The Big, Beautiful Bill Is A Debt Bomb
President Trump’s major legislative agenda, which he calls the “Big Beautiful Bill,” passed the House of Representatives in the early hours of Thursday, after weeks of wrangling, and with just one vote to spare.
The passage beat House Speaker Mike Johnson’s deadline of Memorial Day, but faces an uncertain future in the U.S. Senate, where it seems unlikely to pass as is. Trump’s
The bill, per CNN, “contains many of [Trump’s] campaign trail promises, such as extending his 2017 tax breaks and eliminating taxes on tips and overtime pay. It also devotes billions to border security, allowing for a major crackdown on immigration. In multiple sit-downs with GOP lawmakers this week, Trump made forceful appeals to members to back his agenda.”
Ultimately, two Republicans, Rep. Thomas Massie (R-KY) and Warren Davidson (R-OH), voted against the bill, joining every Democrat, while Rep. Andy Harris (R-MD) voted present. One Republican, Rep. Andrew Garbarino (R-NY), missed the late-night vote because he had fallen asleep.
And as pointed out by several commentators on Thursday, three House Democrats have died in office since last November’s election, most recently Rep. Gerry Connolly (D-VA) earlier this week.
This, in addition to the current discourse about former President Biden, has sparked considerable criticism of Democrats for their overreliance on older lawmakers, as well as the lawmakers’ reluctance to retire when they become ill or elderly. If any of them had retired earlier and been replaced by another Democrat, the bill would not have had the votes to pass.
Another concerned party, after the passage of the Trump bill?
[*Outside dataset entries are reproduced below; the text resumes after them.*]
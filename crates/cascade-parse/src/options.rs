use cascade_syntax::{Dialect, SyntaxSet};

use crate::grammar;

/// Configuration of a single parse.
#[derive(Clone, Debug)]
pub struct ParseOptions {
    dialect: Dialect,
    ignored_rules: SyntaxSet,
}

impl Default for ParseOptions {
    fn default() -> Self {
        Self { dialect: Dialect::default(), ignored_rules: grammar::IGNORED_RULES }
    }
}

impl ParseOptions {
    pub fn new(dialect: Dialect) -> Self {
        Self::default().with_dialect(dialect)
    }

    pub fn with_dialect(mut self, dialect: Dialect) -> Self {
        self.dialect = dialect;
        self
    }

    /// Replaces the rules that never get a node of their own.
    pub fn with_ignored_rules(mut self, ignored_rules: SyntaxSet) -> Self {
        self.ignored_rules = ignored_rules;
        self
    }

    pub fn dialect(&self) -> Dialect {
        self.dialect
    }

    pub fn ignored_rules(&self) -> &SyntaxSet {
        &self.ignored_rules
    }
}
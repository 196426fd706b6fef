use cascade_parse::{Parse, parse};
use cascade_syntax::{Dialect, NodeVariant, SyntaxNode, TextRange, TextSize, Token};

const SOURCES: &[(&str, Dialect)] = &[
    ("", Dialect::Css),
    ("a{color:red}", Dialect::Css),
    ("a{color:red", Dialect::Css),
    ("a{color:€red}", Dialect::Css),
    ("a{ ;;; color:red}", Dialect::Css),
    ("a {\n s  red; \n background: red; \n}", Dialect::Css),
    ("a {\n % color: red; \n background: red; \n}", Dialect::Css),
    ("myns|h1  color: red; } h2 { color: blue; }", Dialect::Css),
    ("} } a, { b: ; c: (d; } @media { x { y: z } @", Dialect::Css),
    ("/* unterminated", Dialect::Css),
    ("a[href^='http' i] > b ~ c + d::before:not(.e, #f) { content: \"x", Dialect::Css),
    ("@import url(foo.css) screen;\n@font-face { src: url('x.woff') format(\"woff\") }", Dialect::Css),
    ("a { width: calc(100% - (2px * 3)) !important; *zoom: 1; }", Dialect::Css),
    ("@c: red; // line\n.a { .b; color: @c; &-x:hover { d: e } }", Dialect::Less),
    ("@media screen { .a { @d: 1 } } .b { ~ ; }", Dialect::Less),
    ("$w: 1px !default;\n%p { a: b }\n.a { &:hover { c: $w } @include m; d: e !global }", Dialect::Scss),
    ("a { b { c { d", Dialect::Scss),
    ("a{ % | }", Dialect::Scss),
    ("@m({url(})|})|", Dialect::Less),
    ("\u{1F600} a { b: c \u{00E9} }", Dialect::Scss),
];

fn collect_tokens(parse: &Parse) -> Vec<Token> {
    let mut tokens = Vec::new();
    for leaf in parse.root().tokens() {
        tokens.extend_from_slice(leaf.hidden_tokens());
        tokens.extend(leaf.token());
    }
    tokens.extend_from_slice(parse.tree().trailing_hidden());
    tokens
}

#[test]
fn tokens_tile_the_source() {
    for &(text, dialect) in SOURCES {
        let parse = parse(text, dialect);
        let mut offset = TextSize::new(0);
        for token in collect_tokens(&parse) {
            let range = token.range();
            assert_eq!(range.start(), offset, "gap or overlap before {token:?} in {text:?}");
            offset = range.end();
        }
        assert_eq!(usize::from(offset), text.len(), "uncovered tail in {text:?}");
    }
}

fn check_containment(node: SyntaxNode<'_>, text: &str) {
    let range = node.data().range().unwrap_or_else(|| panic!("{node:?} has no range in {text:?}"));
    for child in node.children() {
        assert_eq!(child.parent(), Some(node));
        let child_range = child.data().range().unwrap_or_else(|| panic!("{child:?} in {text:?}"));
        assert!(
            range.contains_range(child_range),
            "{node:?} does not contain {child:?} in {text:?}"
        );
        check_containment(child, text);
    }
}

#[test]
fn children_lie_within_their_parents() {
    for &(text, dialect) in SOURCES {
        let parse = parse(text, dialect);
        let root = parse.root();
        assert_eq!(root.text_range(), TextRange::up_to(TextSize::of(text)));
        check_containment(root, text);
    }
}

#[test]
fn rules_are_never_empty() {
    for &(text, dialect) in SOURCES {
        let parse = parse(text, dialect);
        for node in parse.root().descendants() {
            if node.variant() == NodeVariant::Rule {
                assert!(node.first_child().is_some(), "empty {node:?} in {text:?}");
            }
        }
    }
}

#[test]
fn recovery_nodes_live_inside_errors_or_rules() {
    for &(text, dialect) in SOURCES {
        let parse = parse(text, dialect);
        for node in parse.root().descendants() {
            if node.variant() == NodeVariant::Recovery {
                let parent = node.parent().unwrap();
                assert!(matches!(parent.variant(), NodeVariant::Error | NodeVariant::Rule));
                assert!(node.first_child().is_some());
            }
        }
    }
}

#[test]
fn problems_lie_within_the_source() {
    for &(text, dialect) in SOURCES {
        let parse = parse(text, dialect);
        for problem in parse.problems() {
            assert!(problem.from() <= problem.to());
            assert!(problem.to() as usize <= text.len(), "{problem:?} in {text:?}");
        }
    }
}

#[test]
fn well_formed_sources_have_no_problems() {
    let sources = [
        ("a{color:red}", Dialect::Css),
        ("@import url(foo.css) screen;\n@font-face { src: url('x.woff') format(\"woff\") }", Dialect::Css),
        ("a { width: calc(100% - (2px * 3)) !important; *zoom: 1; }", Dialect::Css),
        ("@c: red; // line\n.a { color: @c; &-x:hover { d: e } }", Dialect::Less),
    ];
    for (text, dialect) in sources {
        let parse = parse(text, dialect);
        assert!(parse.problems().is_empty(), "{text:?}: {:?}", parse.problems());
    }
}

#[test]
fn parsing_twice_gives_the_same_result() {
    for &(text, dialect) in SOURCES {
        assert_eq!(parse(text, dialect).debug_dump(), parse(text, dialect).debug_dump());
    }
}
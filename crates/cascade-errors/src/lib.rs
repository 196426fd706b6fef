use std::fmt::Display;

pub use annotate_snippets::Renderer;
use annotate_snippets::{Level, Snippet};
use indexmap::IndexSet;
pub use text_size::TextRange;

#[derive(Clone, Copy, Debug, Eq, Hash, PartialEq)]
pub enum ProblemCategory {
    Lexing,
    Parsing,
}

#[derive(Clone, Copy, Debug, Eq, Hash, PartialEq)]
pub enum Severity {
    Error,
    Warning,
}

/// A problem found in the source, located by byte offsets.
#[derive(Clone, Debug, Eq, Hash, PartialEq)]
pub struct ProblemDescription {
    from: u32,
    to: u32,
    message: String,
    category: ProblemCategory,
    severity: Severity,
}

impl ProblemDescription {
    pub fn new(
        range: TextRange,
        message: impl Into<String>,
        category: ProblemCategory,
        severity: Severity,
    ) -> Self {
        Self {
            from: range.start().into(),
            to: range.end().into(),
            message: message.into(),
            category,
            severity,
        }
    }

    pub fn lexing(range: TextRange, message: impl Into<String>) -> Self {
        Self::new(range, message, ProblemCategory::Lexing, Severity::Error)
    }

    pub fn parsing(range: TextRange, message: impl Into<String>) -> Self {
        Self::new(range, message, ProblemCategory::Parsing, Severity::Error)
    }

    pub fn from(&self) -> u32 {
        self.from
    }

    pub fn to(&self) -> u32 {
        self.to
    }

    pub fn range(&self) -> TextRange {
        TextRange::new(self.from.into(), self.to.into())
    }

    pub fn message(&self) -> &str {
        &self.message
    }

    pub fn category(&self) -> ProblemCategory {
        self.category
    }

    pub fn severity(&self) -> Severity {
        self.severity
    }

    pub fn render<'a>(
        &'a self,
        renderer: &'a Renderer,
        path: &'a str,
        text: &'a str,
    ) -> impl Display + 'a {
        let level = match self.severity {
            Severity::Error => Level::Error,
            Severity::Warning => Level::Warning,
        };
        let message = level.title(&self.message).snippet(
            Snippet::source(text)
                .origin(path)
                .annotation(level.span(self.from as usize..self.to as usize).label("here"))
                .fold(true),
        );
        renderer.render(message)
    }
}

/// Insertion-ordered problems without duplicates.
#[derive(Clone, Debug, Default)]
pub struct ProblemSet {
    problems: IndexSet<ProblemDescription>,
}

impl ProblemSet {
    pub fn new() -> Self {
        Self::default()
    }

    /// Adds `problem` unless an equal one was already recorded.
    pub fn insert(&mut self, problem: ProblemDescription) -> bool {
        self.problems.insert(problem)
    }

    pub fn len(&self) -> usize {
        self.problems.len()
    }

    pub fn is_empty(&self) -> bool {
        self.problems.is_empty()
    }

    pub fn iter(&self) -> impl Iterator<Item = &ProblemDescription> {
        self.problems.iter()
    }

    pub fn into_vec(self) -> Vec<ProblemDescription> {
        self.problems.into_iter().collect()
    }
}

impl Extend<ProblemDescription> for ProblemSet {
    fn extend<T: IntoIterator<Item = ProblemDescription>>(&mut self, iter: T) {
        self.problems.extend(iter);
    }
}
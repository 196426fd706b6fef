//! Error-tolerant parsing of CSS, LESS and SCSS into a [`SyntaxTree`].

use cascade_errors::ProblemDescription;
use cascade_syntax::{Dialect, SyntaxNode, SyntaxTree};

mod builder;
mod event;
mod grammar;
mod options;
mod parser;

pub use builder::TreeBuilder;
pub use event::{Listener, RecognitionError, RecognitionErrorKind};
pub use grammar::IGNORED_RULES;
pub use options::ParseOptions;

/// The result of parsing one source: always a tree, plus every problem found.
#[derive(Debug)]
pub struct Parse {
    tree: SyntaxTree,
    problems: Vec<ProblemDescription>,
}

impl Parse {
    pub fn tree(&self) -> &SyntaxTree {
        &self.tree
    }

    pub fn root(&self) -> SyntaxNode<'_> {
        self.tree.root()
    }

    pub fn problems(&self) -> &[ProblemDescription] {
        &self.problems
    }

    pub fn into_parts(self) -> (SyntaxTree, Vec<ProblemDescription>) {
        (self.tree, self.problems)
    }

    /// The tree dump followed by one line per problem.
    pub fn debug_dump(&self) -> String {
        let mut out = self.tree.debug_dump();
        out.push_str("Problems:\n");
        for problem in &self.problems {
            let line = format!("  {}..{} {}\n", problem.from(), problem.to(), problem.message());
            out.push_str(&line);
        }
        out
    }
}

pub fn parse(text: &str, dialect: Dialect) -> Parse {
    parse_with_options(text, &ParseOptions::new(dialect))
}

/// # Panics
///
/// If `text` is 2 GiB or longer; token offsets are stored as `i32`.
pub fn parse_with_options(text: &str, options: &ParseOptions) -> Parse {
    let (tokens, lexing_problems) = cascade_tokenizer::tokenize(text, options.dialect());
    let mut builder = TreeBuilder::new(text, options.ignored_rules().clone(), lexing_problems);

    let mut parser = parser::Parser::new(text, tokens, options.dialect(), &mut builder);
    grammar::style_sheet(&mut parser);
    parser.finish();

    let (tree, problems) = builder.finish();
    Parse { tree, problems }
}
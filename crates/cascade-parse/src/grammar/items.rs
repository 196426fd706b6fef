use cascade_syntax::SyntaxKind::*;
use cascade_syntax::SyntaxSet;

use super::declarations::{self, expression, prio};
use super::selectors::{self, SELECTOR_FIRST};
use crate::parser::Parser;

const BODY_ITEM_FIRST: SyntaxSet = SELECTOR_FIRST.union(&SyntaxSet::new([AT_IDENT, SASS_VAR]));

const PRELUDE_END: SyntaxSet = SyntaxSet::new([LEFT_BRACE, RIGHT_BRACE, SEMICOLON, EOF]);

const STATEMENT_END: SyntaxSet = SyntaxSet::new([SEMICOLON, RIGHT_BRACE]);

/// At-rules whose block holds rules rather than declarations.
const GROUPING_AT_RULES: &[&str] =
    &["media", "supports", "document", "-moz-document", "layer", "container", "scope"];

pub(super) fn body(p: &mut Parser<'_>, nested: bool) {
    let m = p.start(BODY);
    loop {
        match p.peek_kind() {
            EOF => break,
            RIGHT_BRACE if nested => break,
            _ => body_item(p, nested),
        }
    }
    m.complete(p);
}

fn body_item(p: &mut Parser<'_>, nested: bool) {
    let m = p.start(BODY_ITEM);
    match p.peek_kind() {
        AT_IDENT if is_less_variable(p) => variable_declaration(p, false),
        AT_IDENT => at_rule(p, false),
        SASS_VAR => variable_declaration(p, false),
        kind if SELECTOR_FIRST.contains(kind) => rule(p),
        _ => {
            p.no_viable_alternative();
            let recovery = if nested { BODY_ITEM_FIRST.with(RIGHT_BRACE) } else { BODY_ITEM_FIRST };
            p.recover(&recovery);
        }
    }
    m.complete(p);
}

pub(super) fn is_less_variable(p: &mut Parser<'_>) -> bool {
    p.is_less_source() && p.at(AT_IDENT) && p.nth_at(1, COLON)
}

pub(super) fn rule(p: &mut Parser<'_>) {
    let m = p.start(RULE);
    selectors::selectors_group(p);
    if p.at(LEFT_BRACE) {
        declarations::declarations(p);
    } else {
        p.expect(LEFT_BRACE);
        p.recover(&SyntaxSet::new([RIGHT_BRACE]));
        p.eat(RIGHT_BRACE);
    }
    m.complete(p);
}

/// Inside a declaration block every at-rule block holds declarations again.
pub(super) fn at_rule(p: &mut Parser<'_>, in_block: bool) {
    let m = p.start(AT_RULE);
    let name = p.current_text().trim_start_matches('@').to_ascii_lowercase();
    p.advance();

    let prelude = p.start(AT_RULE_PRELUDE);
    while !p.at_set(&PRELUDE_END) {
        p.advance();
    }
    prelude.complete(p);

    match p.peek_kind() {
        SEMICOLON => p.advance(),
        LEFT_BRACE if !in_block && GROUPING_AT_RULES.contains(&name.as_str()) => {
            p.advance();
            body(p, true);
            p.expect(RIGHT_BRACE);
        }
        LEFT_BRACE => declarations::declarations(p),
        _ => {
            p.expect(SEMICOLON);
        }
    }
    m.complete(p);
}

/// `$name: value` in SCSS, `@name: value` in LESS.
///
/// Inside a block the separating `;` belongs to the enclosing declarations.
pub(super) fn variable_declaration(p: &mut Parser<'_>, in_block: bool) {
    let m = p.start(VARIABLE_DECLARATION);
    p.advance();
    if p.expect(COLON) && expression(p) {
        prio(p);
    } else {
        p.recover(&STATEMENT_END);
    }
    if !in_block && !p.at(RIGHT_BRACE) {
        p.expect(SEMICOLON);
    }
    m.complete(p);
}
use std::{
    collections::HashMap,
    path::PathBuf,
    sync::{Arc, Mutex},
};

use actix_web::{
    dev::{ServiceFactory, ServiceRequest, ServiceResponse},
    http::header,
    test::TestRequest,
    web, App, Error,
};
use async_trait::async_trait;
use tempfile::TempDir;

use crate::{
    app_data::AppData,
    controller,
    mongo::withid::{Id, WithId},
    stores::{Comment, ImageDir, Photo, PhotoRepository, User, UserDirectory, UserSummary},
    utils::{result::Result, simple_error},
};

#[derive(Default)]
pub struct MemoryPhotos {
    photos: Mutex<Vec<WithId<Photo>>>,
    fail_writes: bool,
    /// Images directory whose uploaded file vanishes before a failed create.
    remove_on_failure: Option<PathBuf>,
}

impl MemoryPhotos {
    /// Reads succeed, every create and comment push fails.
    pub fn failing() -> Self {
        Self {
            fail_writes: true,
            ..Self::default()
        }
    }

    /// Like `failing`, but also deletes the uploaded file from `images`
    /// before refusing the create.
    pub fn failing_and_removing(images: PathBuf) -> Self {
        Self {
            fail_writes: true,
            remove_on_failure: Some(images),
            ..Self::default()
        }
    }

    pub fn insert(&self, photo: Photo) -> Id {
        let id = Id::new();
        self.photos.lock().unwrap().push((id, photo));
        id
    }

    pub fn all(&self) -> Vec<WithId<Photo>> {
        self.photos.lock().unwrap().clone()
    }

    pub fn get(&self, id: &Id) -> Option<Photo> {
        self.photos
            .lock()
            .unwrap()
            .iter()
            .find(|(pid, _)| pid == id)
            .map(|(_, photo)| photo.clone())
    }
}

#[async_trait]
impl PhotoRepository for MemoryPhotos {
    async fn create(&self, photo: &Photo) -> Result<Id> {
        if self.fail_writes {
            if let Some(images) = &self.remove_on_failure {
                std::fs::remove_file(images.join(&photo.file_name))?;
            }
            return Err(simple_error!("write refused"));
        }
        Ok(self.insert(photo.clone()))
    }

    async fn find_by_user(&self, user_id: &Id) -> Result<Vec<WithId<Photo>>> {
        let mut found: Vec<_> = self
            .photos
            .lock()
            .unwrap()
            .iter()
            .filter(|(_, photo)| photo.user_id == *user_id)
            .cloned()
            .collect();
        found.sort_by(|a, b| b.1.date_time.cmp(&a.1.date_time));
        Ok(found)
    }

    async fn find_by_id(&self, id: &Id) -> Result<Option<WithId<Photo>>> {
        Ok(self.get(id).map(|photo| (*id, photo)))
    }

    async fn push_comment(&self, id: &Id, comment: &Comment) -> Result<Option<WithId<Photo>>> {
        if self.fail_writes {
            return Err(simple_error!("write refused"));
        }
        let mut photos = self.photos.lock().unwrap();
        Ok(photos
            .iter_mut()
            .find(|(pid, _)| pid == id)
            .map(|(pid, photo)| {
                photo.comments.push(comment.clone());
                (*pid, photo.clone())
            }))
    }
}

#[derive(Default)]
pub struct MemoryUsers {
    users: HashMap<Id, User>,
    unavailable: bool,
}

impl MemoryUsers {
    pub fn unavailable() -> Self {
        Self {
            unavailable: true,
            ..Self::default()
        }
    }

    pub fn add(&mut self, first_name: &str, last_name: &str) -> Id {
        let id = Id::new();
        self.users.insert(
            id,
            User {
                first_name: first_name.to_owned(),
                last_name: last_name.to_owned(),
            },
        );
        id
    }
}

#[async_trait]
impl UserDirectory for MemoryUsers {
    async fn summary(&self, id: &Id) -> Result<Option<UserSummary>> {
        if self.unavailable {
            return Err(simple_error!("user directory unavailable"));
        }
        Ok(self
            .users
            .get(id)
            .cloned()
            .map(|user| UserSummary::from((*id, user))))
    }
}

pub struct Harness {
    pub photos: Arc<MemoryPhotos>,
    pub dir: TempDir,
    pub data: web::Data<AppData>,
}

impl Harness {
    pub fn new() -> Self {
        Self::with(MemoryPhotos::default(), MemoryUsers::default())
    }

    pub fn with(photos: MemoryPhotos, users: MemoryUsers) -> Self {
        Self::with_limit(photos, users, 1024 * 1024)
    }

    pub fn with_limit(photos: MemoryPhotos, users: MemoryUsers, max_upload_size: usize) -> Self {
        Self::build(|_| photos, users, max_upload_size)
    }

    /// `photos` receives the images directory the app will write to.
    pub fn build(
        photos: impl FnOnce(PathBuf) -> MemoryPhotos,
        users: MemoryUsers,
        max_upload_size: usize,
    ) -> Self {
        let dir = tempfile::tempdir().unwrap();
        let images = dir.path().join("images");
        let photos = Arc::new(photos(images.clone()));
        let data = web::Data::new(AppData {
            photos: photos.clone(),
            users: Arc::new(users),
            images: ImageDir::new(images),
            max_upload_size,
        });
        Self { photos, dir, data }
    }

    pub fn app(
        &self,
    ) -> App<
        impl ServiceFactory<
            ServiceRequest,
            Config = (),
            Response = ServiceResponse,
            Error = Error,
            InitError = (),
        >,
    > {
        App::new()
            .app_data(self.data.clone())
            .configure(controller::route)
    }

    pub fn images_path(&self) -> PathBuf {
        self.dir.path().join("images")
    }

    /// Names of the files currently in the images directory.
    pub fn stored_files(&self) -> Vec<String> {
        match std::fs::read_dir(self.images_path()) {
            Ok(entries) => entries
                .map(|entry| entry.unwrap().file_name().to_string_lossy().into_owned())
                .collect(),
            Err(_) => Vec::new(),
        }
    }
}

pub const BOUNDARY: &str = "photoroll-test-boundary";

pub enum Part<'a> {
    File {
        name: &'a str,
        file_name: &'a str,
        content_type: &'a str,
        data: &'a [u8],
    },
    Text {
        name: &'a str,
        value: &'a str,
    },
}

pub fn upload_request(parts: &[Part<'_>]) -> TestRequest {
    let mut body = Vec::new();
    for part in parts {
        body.extend_from_slice(format!("--{}\r\n", BOUNDARY).as_bytes());
        match part {
            Part::File {
                name,
                file_name,
                content_type,
                data,
            } => {
                body.extend_from_slice(
                    format!(
                        "Content-Disposition: form-data; name=\"{}\"; filename=\"{}\"\r\n\
                         Content-Type: {}\r\n\r\n",
                        name, file_name, content_type
                    )
                    .as_bytes(),
                );
                body.extend_from_slice(data);
            }
            Part::Text { name, value } => {
                body.extend_from_slice(
                    format!(
                        "Content-Disposition: form-data; name=\"{}\"\r\n\r\n{}",
                        name, value
                    )
                    .as_bytes(),
                );
            }
        }
        body.extend_from_slice(b"\r\n");
    }
    body.extend_from_slice(format!("--{}--\r\n", BOUNDARY).as_bytes());

    TestRequest::post()
        .uri("/uploadImg")
        .insert_header((
            header::CONTENT_TYPE,
            format!("multipart/form-data; boundary={}", BOUNDARY),
        ))
        .set_payload(body)
}
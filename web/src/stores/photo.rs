use async_trait::async_trait;
use chrono::{DateTime, SecondsFormat, Utc};
use mongodm::{doc, f, mongo::options::FindOptions, CollectionConfig, Indexes, Model};
use serde::{Deserialize, Serialize};

use crate::{
    mongo::{
        context::Context as MongoContext,
        withid::{Id, RepositoryWithId, WithId},
    },
    utils::result::Result,
};

/// One entry of a photo's comment thread, as persisted.
#[derive(Serialize, Deserialize, Clone, Debug, PartialEq)]
pub struct Comment {
    pub date_time: String,
    pub comment: String,
    pub user_id: Id,
}

impl Comment {
    pub fn new(comment: String, user_id: Id) -> Self {
        Self {
            date_time: Utc::now().to_rfc3339_opts(SecondsFormat::Millis, true),
            comment,
            user_id,
        }
    }
}

#[derive(Serialize, Deserialize, Clone, Debug, PartialEq)]
pub struct Photo {
    pub file_name: String,
    #[serde(with = "bson::serde_helpers::chrono_datetime_as_bson_datetime")]
    pub date_time: DateTime<Utc>,
    pub user_id: Id,
    #[serde(default)]
    pub comments: Vec<Comment>,
}

impl Photo {
    pub fn new(file_name: String, user_id: Id) -> Self {
        Self {
            file_name,
            date_time: Utc::now(),
            user_id,
            comments: Vec::new(),
        }
    }
}

pub struct PhotoCfg {}

impl CollectionConfig for PhotoCfg {
    fn collection_name() -> &'static str {
        "photos"
    }

    fn indexes() -> Indexes {
        Indexes::new()
    }
}

impl Model for Photo {
    type CollConf = PhotoCfg;
}

#[async_trait]
pub trait PhotoRepository: Send + Sync {
    async fn create(&self, photo: &Photo) -> Result<Id>;

    /// All photos uploaded by `user_id`, newest first.
    async fn find_by_user(&self, user_id: &Id) -> Result<Vec<WithId<Photo>>>;

    async fn find_by_id(&self, id: &Id) -> Result<Option<WithId<Photo>>>;

    /// Atomically appends `comment` to the photo's thread and returns the
    /// updated photo, `None` if there is no photo `id`.
    async fn push_comment(&self, id: &Id, comment: &Comment) -> Result<Option<WithId<Photo>>>;
}

pub struct MongoPhotoRepository {
    ctx: MongoContext,
}

impl MongoPhotoRepository {
    pub fn new(ctx: MongoContext) -> Self {
        Self { ctx }
    }

    fn repo(&self) -> RepositoryWithId<Photo> {
        RepositoryWithId::new(&self.ctx)
    }
}

#[async_trait]
impl PhotoRepository for MongoPhotoRepository {
    async fn create(&self, photo: &Photo) -> Result<Id> {
        self.repo().create(photo).await
    }

    async fn find_by_user(&self, user_id: &Id) -> Result<Vec<WithId<Photo>>> {
        let user_id: Id = *user_id;
        let opt = FindOptions::builder()
            .sort(doc! { f!(date_time in Photo): -1 })
            .build();
        self.repo()
            .find(doc! { f!(user_id in Photo): user_id }, opt)
            .await
    }

    async fn find_by_id(&self, id: &Id) -> Result<Option<WithId<Photo>>> {
        self.repo().find_one_by_id(id).await
    }

    async fn push_comment(&self, id: &Id, comment: &Comment) -> Result<Option<WithId<Photo>>> {
        let id: Id = *id;
        let comment = bson::to_bson(comment)?;
        self.repo()
            .find_one_and_update(
                doc! { "_id": id },
                doc! { "$push": { f!(comments in Photo): comment } },
            )
            .await
    }
}
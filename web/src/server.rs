use actix_cors::Cors;
use actix_web::{middleware, web, App, HttpServer};
use log::info;

use crate::{
    app_data::AppData,
    controller,
    mongo::context::Context as MongoContext,
    utils::{config::Config, result::Result},
};

pub async fn run() -> Result<()> {
    env_logger::Builder::from_env(env_logger::Env::default().default_filter_or("info")).init();

    let config = Config::from_env()?;
    let context = MongoContext::new(&config).await?;
    let data = web::Data::new(AppData::new(&context, &config));
    data.images.ensure().await?;
    info!(
        target: "photoroll",
        "serving images from {} on {}",
        data.images.root().display(),
        config.bind_name()
    );

    HttpServer::new(move || {
        App::new()
            .app_data(data.clone())
            .wrap(middleware::Logger::default())
            .wrap(
                Cors::default()
                    .allow_any_origin()
                    .allowed_methods(vec!["GET", "POST"])
                    .allow_any_header()
                    .max_age(3600),
            )
            .configure(controller::route)
    })
    .bind(config.bind_name())?
    .run()
    .await?;
    Ok(())
}
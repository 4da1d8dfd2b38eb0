pub use anyhow;
pub type Result<T> = anyhow::Result<T>;
pub type Error = anyhow::Error;
pub use std::result::Result as StdResult;

#[macro_export]
macro_rules! simple_error {
    ($fmt:expr $(, $arg:tt)*) => {
        $crate::result::anyhow::anyhow!($fmt $(, $arg)*)
    };
}
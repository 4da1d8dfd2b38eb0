pub mod comment;
pub mod images;
pub mod photos;
pub mod upload;

pub use comment::{add_comment, AddCommentInput};
pub use images::open_image;
pub use photos::{photos_of_user, CommentOutput, DisplayComment, PhotoOutput};
pub use upload::upload_image;
use serde::Deserialize;

use crate::{
    app_data::AppData,
    app_error::AppError,
    mongo::withid::Id,
    services::photos::{CommentOutput, PhotoOutput},
    stores::Comment,
};

#[derive(Deserialize, Debug)]
pub struct AddCommentInput {
    pub comment: String,
    pub user_id: String,
}

/// Appends a comment to the photo and returns the stored document, author
/// ids left unresolved.
pub async fn add_comment(
    photo_id: &str,
    input: AddCommentInput,
    data: &AppData,
) -> Result<PhotoOutput<CommentOutput>, AppError> {
    let photo_id = Id::parse_str(photo_id).map_err(|_| AppError::PhotoNotFound)?;
    let user_id = Id::parse_str(&input.user_id).map_err(|_| AppError::InvalidUserId)?;
    let comment = Comment::new(input.comment, user_id);
    let updated = data
        .photos
        .push_comment(&photo_id, &comment)
        .await
        .map_err(AppError::comment_failed)?
        .ok_or(AppError::PhotoNotFound)?;
    Ok(updated.into())
}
The bond market.
Worries About Debt
The bill is likely to add significantly to the deficit and national debt, with Republicans seeming to abandon either any pretense of fiscal conservatism or the Reagan-era argument that tax cuts will pay for themselves.
According to CNBC, the “U.S. debt-and-deficit situation is bad and facing real prospects of getting worse, triggering a high-profile credit rating downgrade from Moody’s and another selling stampede in stocks and bonds.” And this arrived on top of the chaos with tariffs, which has not yet been resolved in any meaningful way.
Moody’s had announced the credit downgrade earlier this week.
“Without adjustments to taxation and spending, we expect budget flexibility to remain limited, with mandatory spending, including interest expense, projected to rise to around 78% of total spending by 2035 from about 73% in 2024. If the 2017 Tax Cuts and Jobs Act is extended, which is our base case, it will add around $4 trillion to the federal fiscal primary (excluding interest payments) deficit over the next decade.”
The trouble could take a while to materialize.
“I feel like the dam is finally starting to break a little bit, and there’s too many holes in the dike to put our fingers in,” Mitch Goldberg, president of ClientFirst Strategy, told CNBC.
“The issue is that if the cost of debt financing keeps going up, we’re going to find ourselves in a time of austerity, kind of like the European Union was about 10 years ago.”
The Problem of Regression
There’s another big case against the “Big Beautiful Bill”: it represents a major upward transfer of wealth, possibly the largest such transfer in history.
Despite all the talk of Trump governing as a tribune of the working class, the bill represents taking away benefits from lower-income people and shifting resources to tax cuts for the wealthy, as noted in a Vox analysis this week by Dylan Matthews.
“The bill’s ultimate contents are still evolving, and the Republican-led Senate will have to weigh in, but the broad outlines are simple: trillions in tax cuts, tilted to the wealthy; hundreds of billions in spending cuts, particularly to programs for the poor like Medicaid and food stamps; over a hundred billion dollars in increased spending for defense.”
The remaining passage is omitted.